Jennifer Cyr wore a bright pink blouse and lime green pants so kids would be able to easily identify their principal as they arrived at the George B. Weatherbee School on their yellow school buses around 8:30 a.m. Tuesday morning. She greeted kids by name as she welcomed them to the Hampden school’s first day of the 2021-22 school year.
“Don’t forget, you can take a little break from your masks when you’re outside,” she told a handful of third graders who had lined up along the brick wall outside the school, wearing a colorful plethora of face coverings.
She handed out blue surgical masks to two kids whose gaiters didn’t comply with the requirement that masks loop over the ears.
“When kids come, we’re back to normal,” Cyr said. “It was a lonely summer.”

Tuesday marked the return to in-person classes five days a week at the Hampden school for the first time since the March 2020 start of the pandemic. Opening day also came about a week after a heated, district-wide debate over mask wearing concluded, with Regional School Unit 22’s board adopting a mask requirement for students days after a mask-optional policy passed only because of a mistabulated vote.
As a result, the 300-odd third, fourth and fifth graders who attend Weatherbee will be back in classrooms with their teachers, sans social distancing, but wearing masks. Students, teachers and staff will need to wear masks when they’re not eating or outside. Remote learning will only be an option for students who need to quarantine due to COVID-19 exposure.
Other measures to limit the spread of COVID-19 will be in place in addition to masking. Break periods will be staggered, allowing each grade to have 30 minutes for recess and then a 25-minute lunch period afterward to limit the number of students gathering in a single place. The school also purchased 300 new tables that can be broken apart into individual desks to allow for distancing if needed, Cyr said.
Older students in RSU 22 — students in grades 7-12, who are eligible to be vaccinated — will need to wear masks whenever there is a “high” or “substantial” level of COVID transmission locally. Currently, the U.S. Centers for Disease Control and Prevention considers both Penobscot and Waldo counties — where RSU 22 has schools — as areas with high transmission.

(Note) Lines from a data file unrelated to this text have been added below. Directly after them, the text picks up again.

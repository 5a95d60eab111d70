//! End-to-end tests driving the engine through the command surface, with a
//! real SQLite file and a mocked LLM.

use std::path::Path;
use std::sync::Arc;

use sqlx::SqlitePool;

use gumshoe_domain::{EndReason, GuildId, PlayerId};
use gumshoe_protocol::{Command, RejectReason, Reply};

use crate::app::App;
use crate::authoring::test_support::sample_case;
use crate::commands::dispatch;
use crate::infrastructure::case_store::CaseStore;
use crate::infrastructure::clock::SystemClock;
use crate::infrastructure::persistence::SqliteGameRepo;
use crate::infrastructure::ports::{LlmResponse, MockLlmPort};

async fn test_app(dir: &Path) -> Arc<App> {
    let cases = Arc::new(CaseStore::new(dir.join("cases")));
    cases.save(&sample_case()).expect("seed case");

    let db = dir.join("games.db");
    let pool = SqlitePool::connect(&format!("sqlite://{}?mode=rwc", db.display()))
        .await
        .expect("pool");
    let repo = Arc::new(SqliteGameRepo::new(pool).await.expect("schema"));

    let mut llm = MockLlmPort::new();
    llm.expect_generate().returning(|_| {
        Ok(LlmResponse {
            content: "The nerve of you, waving that about.".into(),
        })
    });

    Arc::new(App::new(repo, cases, Arc::new(llm), Arc::new(SystemClock)))
}

fn guild() -> GuildId {
    GuildId::new("guild-1")
}

fn p(id: &str) -> PlayerId {
    PlayerId::new(id)
}

async fn run(app: &Arc<App>, player: &str, command: Command) -> Reply {
    dispatch(app, guild(), p(player), command).await
}

fn start_cmd() -> Command {
    Command::Start {
        case_id: "blackwood_manor".into(),
        time_override_minutes: Some(10),
    }
}

#[tokio::test]
async fn commands_without_a_game_are_rejected() {
    let dir = tempfile::tempdir().expect("tempdir");
    let app = test_app(dir.path()).await;
    let reply = run(&app, "p1", Command::Status).await;
    assert_eq!(
        reply,
        Reply::rejected(RejectReason::NoActiveGame),
        "status with no game"
    );
}

#[tokio::test]
async fn starting_twice_is_rejected() {
    let dir = tempfile::tempdir().expect("tempdir");
    let app = test_app(dir.path()).await;
    assert!(matches!(
        run(&app, "p1", start_cmd()).await,
        Reply::Started { .. }
    ));
    assert!(matches!(
        run(&app, "p2", start_cmd()).await,
        Reply::Rejected {
            reason: RejectReason::GameAlreadyRunning { .. }
        }
    ));
}

#[tokio::test]
async fn starting_an_unknown_case_is_rejected() {
    let dir = tempfile::tempdir().expect("tempdir");
    let app = test_app(dir.path()).await;
    let reply = run(
        &app,
        "p1",
        Command::Start {
            case_id: "ghost_case".into(),
            time_override_minutes: None,
        },
    )
    .await;
    assert!(matches!(
        reply,
        Reply::Rejected {
            reason: RejectReason::CaseNotFound { .. }
        }
    ));
}

#[tokio::test]
async fn full_investigation_resolves_by_quorum() {
    let dir = tempfile::tempdir().expect("tempdir");
    let app = test_app(dir.path()).await;

    assert!(matches!(
        run(&app, "p1", start_cmd()).await,
        Reply::Started { points: 100, .. }
    ));
    assert!(matches!(
        run(&app, "p2", Command::Join).await,
        Reply::Joined {
            participant_count: 2
        }
    ));
    assert!(matches!(
        run(&app, "p3", Command::Join).await,
        Reply::Joined {
            participant_count: 3
        }
    ));

    // p1 works the scene
    let reply = run(
        &app,
        "p1",
        Command::Dna {
            location: "study".into(),
        },
    )
    .await;
    assert!(
        matches!(&reply, Reply::EvidenceRevealed { id, points_remaining: 80, .. } if id == "dna_study"),
        "unexpected reply: {reply:?}"
    );

    let reply = run(
        &app,
        "p1",
        Command::Search {
            location: "study".into(),
        },
    )
    .await;
    assert!(matches!(&reply, Reply::SearchResults { items, .. } if items.len() == 1));

    // confront the butler in the study with the mocked voice line
    let reply = run(
        &app,
        "p1",
        Command::Present {
            evidence: "dna_study".into(),
            suspect: "butler".into(),
        },
    )
    .await;
    match &reply {
        Reply::SuspectResponse { dialogue, composure, .. } => {
            assert_eq!(dialogue, "The nerve of you, waving that about.");
            assert!(*composure < 100);
        }
        other => panic!("unexpected reply: {other:?}"),
    }

    // 3 participants -> quorum 2; the second accusation resolves the vote
    assert!(matches!(
        run(
            &app,
            "p1",
            Command::Accuse {
                suspect: "butler".into()
            }
        )
        .await,
        Reply::AccusationRecorded {
            votes: 1,
            quorum: 2,
            ..
        }
    ));
    let reply = run(
        &app,
        "p2",
        Command::Accuse {
            suspect: "butler".into(),
        },
    )
    .await;
    match &reply {
        Reply::VoteResolved {
            correct,
            killer_id,
            ..
        } => {
            assert!(*correct);
            assert_eq!(killer_id, "butler");
        }
        other => panic!("unexpected reply: {other:?}"),
    }

    // the game is over; tools now reject
    assert!(matches!(
        run(
            &app,
            "p1",
            Command::Dna {
                location: "hall".into()
            }
        )
        .await,
        Reply::Rejected {
            reason: RejectReason::WrongPhase { .. }
        }
    ));

    // and the finished game can be cleaned up
    assert_eq!(run(&app, "p1", Command::Cleanup).await, Reply::CleanedUp);
    assert_eq!(
        run(&app, "p1", Command::Status).await,
        Reply::rejected(RejectReason::NoActiveGame)
    );
}

#[tokio::test]
async fn cleanup_while_running_is_rejected() {
    let dir = tempfile::tempdir().expect("tempdir");
    let app = test_app(dir.path()).await;
    run(&app, "p1", start_cmd()).await;
    assert_eq!(
        run(&app, "p1", Command::Cleanup).await,
        Reply::rejected(RejectReason::GameStillRunning)
    );
}

#[tokio::test]
async fn manual_end_is_idempotent_against_the_timer() {
    let dir = tempfile::tempdir().expect("tempdir");
    let app = test_app(dir.path()).await;
    run(&app, "p1", start_cmd()).await;

    assert!(matches!(
        run(&app, "p1", Command::End).await,
        Reply::Ended {
            reason: EndReason::Manual
        }
    ));
    // a second end finds nothing left to finalize
    assert!(matches!(
        run(&app, "p1", Command::End).await,
        Reply::Rejected {
            reason: RejectReason::WrongPhase { .. }
        }
    ));
}

#[tokio::test]
async fn games_restore_across_restart() {
    let dir = tempfile::tempdir().expect("tempdir");
    let app = test_app(dir.path()).await;
    run(&app, "p1", start_cmd()).await;
    run(
        &app,
        "p1",
        Command::Dna {
            location: "study".into(),
        },
    )
    .await;
    drop(app);

    // a fresh process over the same database picks the game back up
    let app = test_app(dir.path()).await;
    app.registry.restore_games().await;
    let reply = run(&app, "p1", Command::Status).await;
    match &reply {
        Reply::StatusReport { state } => {
            assert_eq!(state.points, 80);
            assert!(state
                .discovered_evidence
                .contains(&"dna_study".to_string()));
            assert_eq!(state.participant_count, 1);
        }
        other => panic!("unexpected reply: {other:?}"),
    }
}

#[tokio::test]
async fn generate_writes_a_playable_case() {
    let dir = tempfile::tempdir().expect("tempdir");
    let app = test_app(dir.path()).await;
    let reply = run(
        &app,
        "p1",
        Command::Generate {
            theme: Some("manor".into()),
            difficulty: Some("medium".into()),
            seed: Some("e2e-seed".into()),
        },
    )
    .await;
    let case_id = match &reply {
        Reply::Generated { case_id, score, .. } => {
            assert_eq!(*score, 100);
            case_id.clone()
        }
        other => panic!("unexpected reply: {other:?}"),
    };

    // the generated case starts cleanly
    let reply = run(
        &app,
        "p1",
        Command::Start {
            case_id,
            time_override_minutes: Some(5),
        },
    )
    .await;
    assert!(matches!(reply, Reply::Started { .. }));
}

Masking has been found to significantly slow the spread of COVID-19 in schools, allowing the return to an almost normal school year, Director of Wellness Brittany Layman said.
“The next few weeks will be telling, to see if we can keep it contained,” she said.
Layman noted that COVID continues to spread in the community. Penobscot County has been one of Maine’s virus hot spots in recent weeks, and nearby Northern Light Eastern Maine Medical Center in Bangor has seen its intensive care unit nearing capacity in recent days.
“In the next three months, it’ll be important for us as a state to see how it actually impacts our kids,” she said. “Do our kids get sick, or do they not? Our goal as a district is to protect our community.”
Weatherbee will start a pool testing program next week that allows kids who opt in to get tested weekly, providing data showing how many COVID cases are in school, Layman said.
Despite concerns raised at RSU 22 school board meetings that it would be hard to enforce mask compliance, Abby Marvin’s fifth graders kept their face coverings on as the teacher led them through their morning meeting. Students discussed what they did over the summer and how excited they felt to start a new year while sitting next to one another in a circle on a rug in the classroom.

For the first week of school, teachers will lead such morning meetings and other team-building exercises to foster a sense of community among students, third-grade teacher Erin Adams said.
“I’m just excited that we all can be back together,” she said. “I can already tell that I have a very caring group.”
Another focus will be on monitoring students’ social and emotional health as they transition back to school, Cyr said. Attendance is a key marker in tracking that.
“For some students, they have great social skills, and others are shy, so we need to make sure they’re connected,” Cyr said. “We’re really trying to make sure that we are responsive to kids’ needs.”